START RECORDS SHOWN

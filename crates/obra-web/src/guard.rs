use std::sync::Arc;

use axum::extract::{Request, State};
use axum::middleware::Next;
use axum::response::{IntoResponse, Redirect, Response};

use obra_auth::gate::{self, GateDecision, GateRequest};

use crate::cookies;
use crate::state::AppState;

/// Per-request gate. Runs once per navigation into a guarded section;
/// everything else passes through untouched.
pub async fn route_guard(
    State(state): State<Arc<AppState>>,
    request: Request,
    next: Next,
) -> Response {
    let path = request.uri().path().to_string();

    let guarded = state
        .settings
        .guarded_prefixes
        .iter()
        .any(|prefix| path == *prefix || path.starts_with(&format!("{prefix}/")));
    if !guarded {
        return next.run(request).await;
    }

    let cookies = cookies::auth_cookies(request.headers(), &state.settings);
    let gate_request = GateRequest {
        path: &path,
        access_token: cookies.access_token.as_deref(),
        refresh_token: cookies.refresh_token.as_deref(),
        permissions_cookie: cookies.permissions.as_deref(),
    };

    match gate::evaluate(&state.settings, &state.routes, &gate_request) {
        GateDecision::Forward => {
            tracing::debug!(%path, "gate: forward");
            next.run(request).await
        }
        GateDecision::RedirectLogin => {
            tracing::warn!(%path, "gate: redirect to login");
            Redirect::temporary(&state.settings.login_path).into_response()
        }
        GateDecision::RedirectUnauthorized => {
            tracing::warn!(%path, "gate: redirect to unauthorized");
            Redirect::temporary(&state.settings.unauthorized_path).into_response()
        }
    }
}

END RECORDS SHOWN

Please give the full set of data again exactly.

filename crates/obra-web/src/guard.rs
use std::sync::Arc;

use axum::extract::{Request, State};
use axum::middleware::Next;
use axum::response::{IntoResponse, Redirect, Response};

use obra_auth::gate::{self, GateDecision, GateRequest};

use crate::cookies;
use crate::state::AppState;

/// Per-request gate. Runs once per navigation into a guarded section;
/// everything else passes through untouched.
pub async fn route_guard(
    State(state): State<Arc<AppState>>,
    request: Request,
    next: Next,
) -> Response {
    let path = request.uri().path().to_string();

    let guarded = state
        .settings
        .guarded_prefixes
        .iter()
        .any(|prefix| path == *prefix || path.starts_with(&format!("{prefix}/")));
    if !guarded {
        return next.run(request).await;
    }

    let cookies = cookies::auth_cookies(request.headers(), &state.settings);
    let gate_request = GateRequest {
        path: &path,
        access_token: cookies.access_token.as_deref(),
        refresh_token: cookies.refresh_token.as_deref(),
        permissions_cookie: cookies.permissions.as_deref(),
    };

    match gate::evaluate(&state.settings, &state.routes, &gate_request) {
        GateDecision::Forward => {
            tracing::debug!(%path, "gate: forward");
            next.run(request).await
        }
        GateDecision::RedirectLogin => {
            tracing::warn!(%path, "gate: redirect to login");
            Redirect::temporary(&state.settings.login_path).into_response()
        }
        GateDecision::RedirectUnauthorized => {
            tracing::warn!(%path, "gate: redirect to unauthorized");
            Redirect::temporary(&state.settings.unauthorized_path).into_response()
        }
    }
}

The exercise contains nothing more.